Gparted also finds the logical partitions, and, still more curiously, somehow makes them available in /dev without any other actions than launching.

I've tried some LiveCDs of which a two year old Gentoo Install Minimal finds the partitions whereas the most recent Minimal as well as Gparted LiveCD or SystemRescueCD don't. I even recreated the swap and root partitions (/dev/hda2-3) because gparted reports them corrupted with 'unable to find mount point', but this had no effect on the problem.

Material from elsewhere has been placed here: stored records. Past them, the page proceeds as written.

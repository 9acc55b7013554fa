use crate::constants::{ApiId, ConstantRegistry, ConstantSet};
use crate::error::Result;
use crate::memory::{MemoryLayout, MemoryReader, MemorySlice};
use crate::preview::preview;
use crate::subgroup::{needs_subgrouping, subgroup_name, subgroups, GroupLimit};
use crate::tree::StateTree;
use crate::value::{Record, Seq, Value};
use serde::Serialize;
use stateview_path::{MapKey, Path};
use std::fmt;
use std::ops::Range;
use std::sync::{Arc, OnceLock};

/// Everything a node needs from its tree to build children
pub(crate) struct BuildContext {
    pub(crate) api: ApiId,
    pub(crate) layout: MemoryLayout,
    pub(crate) memory: Arc<dyn MemoryReader>,
    pub(crate) constants: Arc<dyn ConstantRegistry>,
    pub(crate) group_limit: GroupLimit,
}

/// A position in a state tree.
///
/// Children are built on first access, exactly once. Concurrent callers
/// block on the same initializer and then all observe the same sequence.
/// A failed build is kept and reported again on every later access.
pub struct Node {
    name: String,
    value: Value,
    path: Path,
    constants: Option<Arc<ConstantSet>>,
    subgroup_offset: u64,
    children: OnceLock<Result<Vec<Node>>>,
}

impl Node {
    pub(crate) fn new(name: impl Into<String>, value: &Value, path: Path) -> Self {
        Self {
            name: name.into(),
            value: value.strip_refs().clone(),
            path,
            constants: None,
            subgroup_offset: 0,
            children: OnceLock::new(),
        }
    }

    fn with_constants(mut self, constants: Option<Arc<ConstantSet>>) -> Self {
        self.constants = constants;
        self
    }

    fn with_offset(mut self, offset: u64) -> Self {
        self.subgroup_offset = offset;
        self
    }

    pub fn name(&self) -> &str {
        &self.name
    }

    pub fn value(&self) -> &Value {
        &self.value
    }

    pub fn path(&self) -> &Path {
        &self.path
    }

    pub fn constants(&self) -> Option<&Arc<ConstantSet>> {
        self.constants.as_ref()
    }

    /// Absolute index of this node's first element in the grouped collection.
    pub fn subgroup_offset(&self) -> u64 {
        self.subgroup_offset
    }

    pub fn is_built(&self) -> bool {
        self.children.get().is_some()
    }

    /// Children of this node, building them on first use.
    ///
    /// `tree` must be the tree that owns this node.
    pub(crate) fn children(&self, tree: &StateTree) -> Result<&[Node]> {
        match self.children.get_or_init(|| self.build_children(tree.context())) {
            Ok(children) => Ok(children.as_slice()),
            Err(err) => Err(err.clone()),
        }
    }

    /// Externally visible summary of this node.
    pub(crate) fn describe(&self, tree: &StateTree) -> Result<NodeDescriptor> {
        let num_children = u64::try_from(self.children(tree)?.len()).unwrap_or(u64::MAX);
        let (preview, preview_is_value) = preview(&self.value);
        Ok(NodeDescriptor {
            name: self.name.clone(),
            num_children,
            value_path: self.path.clone(),
            preview,
            preview_is_value,
            constants: self.constants.clone(),
        })
    }

    fn build_children(&self, ctx: &BuildContext) -> Result<Vec<Node>> {
        let children = match &self.value {
            Value::Slice(slice) => self.memory_children(slice, ctx),
            Value::Sequence(seq) => Ok(self.sequence_children(seq, ctx.group_limit)),
            Value::Map(entries) => Ok(self.map_children(entries)),
            Value::Record(record) => self.record_children(record, ctx),
            _ => Ok(Vec::new()),
        };
        match &children {
            Ok(children) => log::debug!(
                "Built {} children for '{}' at {}",
                children.len(),
                self.name,
                self.path
            ),
            Err(err) => log::debug!("Failed to build '{}' at {}: {err}", self.name, self.path),
        }
        children
    }

    fn subgroup_children(
        &self,
        limit: GroupLimit,
        count: u64,
        mut slice: impl FnMut(&Range<u64>) -> Value,
    ) -> Vec<Node> {
        subgroups(limit, count)
            .map(|range| {
                Node::new(
                    subgroup_name(self.subgroup_offset, &range),
                    &slice(&range),
                    self.path.clone(),
                )
                .with_offset(self.subgroup_offset + range.start)
            })
            .collect()
    }

    fn element_child(&self, local: u64, value: &Value) -> Node {
        let index = self.subgroup_offset + local;
        Node::new(index.to_string(), value, self.path.index(index))
    }

    fn memory_children(&self, slice: &MemorySlice, ctx: &BuildContext) -> Result<Vec<Node>> {
        if needs_subgrouping(ctx.group_limit, slice.count) {
            return Ok(self.subgroup_children(ctx.group_limit, slice.count, |range| {
                Value::Slice(slice.slice(range.start, range.end, &ctx.layout))
            }));
        }
        (0..slice.count)
            .map(|i| {
                let pointer = slice.index(i, &ctx.layout);
                let element = ctx.memory.load(&pointer, &ctx.layout)?;
                Ok(self.element_child(i, &element))
            })
            .collect()
    }

    fn sequence_children(&self, seq: &Seq, limit: GroupLimit) -> Vec<Node> {
        let count = seq.len() as u64;
        if needs_subgrouping(limit, count) {
            return self.subgroup_children(limit, count, |range| {
                Value::Sequence(seq.slice(range.start as usize, range.end as usize))
            });
        }
        seq.iter()
            .zip(0u64..)
            .map(|(element, i)| self.element_child(i, element))
            .collect()
    }

    fn map_children(&self, entries: &[(MapKey, Value)]) -> Vec<Node> {
        let mut sorted: Vec<&(MapKey, Value)> = entries.iter().collect();
        sorted.sort_by(|a, b| a.0.cmp(&b.0));
        sorted
            .into_iter()
            .map(|(key, value)| Node::new(key.to_string(), value, self.path.key(key.clone())))
            .collect()
    }

    fn record_children(&self, record: &Record, ctx: &BuildContext) -> Result<Vec<Node>> {
        record
            .fields
            .iter()
            .filter(|field| !field.hidden)
            .map(|field| {
                let constants = match field.constant_set {
                    Some(index) if index > 0 => {
                        Some(ctx.constants.constant_set(&ctx.api, index)?)
                    }
                    _ => None,
                };
                Ok(
                    Node::new(&*field.name, &field.value, self.path.field(&field.name))
                        .with_constants(constants),
                )
            })
            .collect()
    }
}

impl fmt::Debug for Node {
    fn fmt(&self, f: &mut fmt::Formatter<'_>) -> fmt::Result {
        f.debug_struct("Node")
            .field("name", &self.name)
            .field("path", &self.path)
            .field("subgroup_offset", &self.subgroup_offset)
            .field("built", &self.is_built())
            .finish_non_exhaustive()
    }
}

/// The externally observable shape of a node
#[derive(Debug, Clone, PartialEq, Serialize)]
pub struct NodeDescriptor {
    pub name: String,
    pub num_children: u64,
    pub value_path: Path,
    #[serde(skip_serializing_if = "Option::is_none")]
    pub preview: Option<Value>,
    pub preview_is_value: bool,
    #[serde(skip_serializing_if = "Option::is_none")]
    pub constants: Option<Arc<ConstantSet>>,
}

What is going on there and do I have to stick to 2.6.30 kernel forever?Last edited by pneula on Thu Dec 23, 2010 10:56 am; edited 1 time in total

----------

## Jaglover

 *Quote:*   

> Partition table entries are not in disk order 

 

I'd fix that first, fdisk can do it.

----------

## BradN

The only thing I could recommend is copying down your partition geometry (recommended in advanced fdisk mode to make sure all details are the same), zeroing out your MBR, and then recreating the partitions (and reinstalling the bootloader, but try booting with a floppy/cdrom grub first to see if the bootloader is involved).  It's possible there is some strange data in there that the kernel mistakes for a different partition table signature, but that's really all I can think of.

----------

## pneula

Thanks for your hints! Finally I got this solved using this great post describing how to migrate to libata: https://forums.gentoo.org/viewtopic-p-6362608.html

----------